| Work instruction |
The listing below holds a line with "JSON 文件持久化 |" and a later line with "impl SnapshotCache for". Write out those two lines and every line between them, exactly, and nothing else.
⟨
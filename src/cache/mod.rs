//! 本地缓存快照
//!
//! 以 `cache_key → CacheSnapshot` 形式保存每个用户的记忆图谱镜像，
//! 启动时先读缓存让界面立即有数据，再由网络结果覆盖。
//!
//! | 类型 | 说明 |
//! |------|------|
//! | [`InMemoryCache`] | 进程内存，适合测试 |
//! | [`FileCache`] | JSON 文件持久化 |
//! | [`CacheMirror`] | 后台合并写入，同步层通过它镜像状态 |

pub mod file;
pub mod mirror;

pub use file::FileCache;
pub use mirror::CacheMirror;

use crate::error::Result;
use crate::model::CacheSnapshot;
use async_trait::async_trait;
use std::collections::HashMap;
use tokio::sync::RwLock;

/// 快照存储接口
#[async_trait]
pub trait SnapshotCache: Send + Sync {
    async fn get(&self, key: &str) -> Result<Option<CacheSnapshot>>;

    /// 写入或覆盖
    async fn put(&self, key: &str, snapshot: CacheSnapshot) -> Result<()>;

    /// 删除，返回是否存在
    async fn remove(&self, key: &str) -> Result<bool>;

    async fn keys(&self) -> Result<Vec<String>>;
}

/// 进程内存缓存，不持久化
pub struct InMemoryCache {
    data: RwLock<HashMap<String, CacheSnapshot>>,
}

impl Default for InMemoryCache {
    fn default() -> Self {
        Self::new()
    }
}

impl InMemoryCache {
    pub fn new() -> Self {
        Self {
            data: RwLock::new(HashMap::new()),
        }
    }
}

#[async_trait]
impl SnapshotCache for InMemoryCache {
    async fn get(&self, key: &str) -> Result<Option<CacheSnapshot>> {
        Ok(self.data.read().await.get(key).cloned())
    }

    async fn put(&self, key: &str, snapshot: CacheSnapshot) -> Result<()> {
        self.data.write().await.insert(key.to_string(), snapshot);
        Ok(())
    }

    async fn remove(&self, key: &str) -> Result<bool> {
        Ok(self.data.write().await.remove(key).is_some())
    }

    async fn keys(&self) -> Result<Vec<String>> {
        Ok(self.data.read().await.keys().cloned().collect())
    }
}
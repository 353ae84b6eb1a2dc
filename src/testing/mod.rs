//! 测试基础设施
//!
//! | 类型 | 用途 |
//! |------|------|
//! | [`MockGateway`] | 替代真实后端，测试同步层的乐观更新、回滚与在途竞态 |
//!
//! 缓存侧直接使用 [`crate::cache::InMemoryCache`]。
//!
//! # 使用示例
//!
//! ```rust
//! use memolink::cache::InMemoryCache;
//! use memolink::model::MemoryDraft;
//! use memolink::session::{Session, SessionHandle};
//! use memolink::sync::MemorySync;
//! use memolink::testing::{GatewayOp, MockGateway};
//! use std::sync::Arc;
//!
//! # #[tokio::main]
//! # async fn main() {
//! let gateway = Arc::new(MockGateway::new());
//! let session = SessionHandle::with_session(Session::new("token", "alice"));
//! let sync = MemorySync::builder(gateway.clone(), session)
//!     .cache(Arc::new(InMemoryCache::new()))
//!     .build();
//!
//! gateway.fail_next(GatewayOp::CreateMemory, "connection refused");
//! assert!(sync.create(MemoryDraft::new("Trip")).await.is_err());
//! assert!(sync.memories().is_empty()); // 乐观插入已回滚
//! # }
//! ```

mod mock_gateway;

pub use mock_gateway::{GatewayCall, GatewayOp, Hold, MockGateway};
⟩
| Task response |
//! | [`FileCache`] | JSON 文件持久化 |
//! | [`CacheMirror`] | 后台合并写入，同步层通过它镜像状态 |

pub mod file;
pub mod mirror;

pub use file::FileCache;
pub use mirror::CacheMirror;

use crate::error::Result;
use crate::model::CacheSnapshot;
use async_trait::async_trait;
use std::collections::HashMap;
use tokio::sync::RwLock;

/// 快照存储接口
#[async_trait]
pub trait SnapshotCache: Send + Sync {
    async fn get(&self, key: &str) -> Result<Option<CacheSnapshot>>;

    /// 写入或覆盖
    async fn put(&self, key: &str, snapshot: CacheSnapshot) -> Result<()>;

    /// 删除，返回是否存在
    async fn remove(&self, key: &str) -> Result<bool>;

    async fn keys(&self) -> Result<Vec<String>>;
}

/// 进程内存缓存，不持久化
pub struct InMemoryCache {
    data: RwLock<HashMap<String, CacheSnapshot>>,
}

impl Default for InMemoryCache {
    fn default() -> Self {
        Self::new()
    }
}

impl InMemoryCache {
    pub fn new() -> Self {
        Self {
            data: RwLock::new(HashMap::new()),
        }
    }
}

#[async_trait]
impl SnapshotCache for InMemoryCache {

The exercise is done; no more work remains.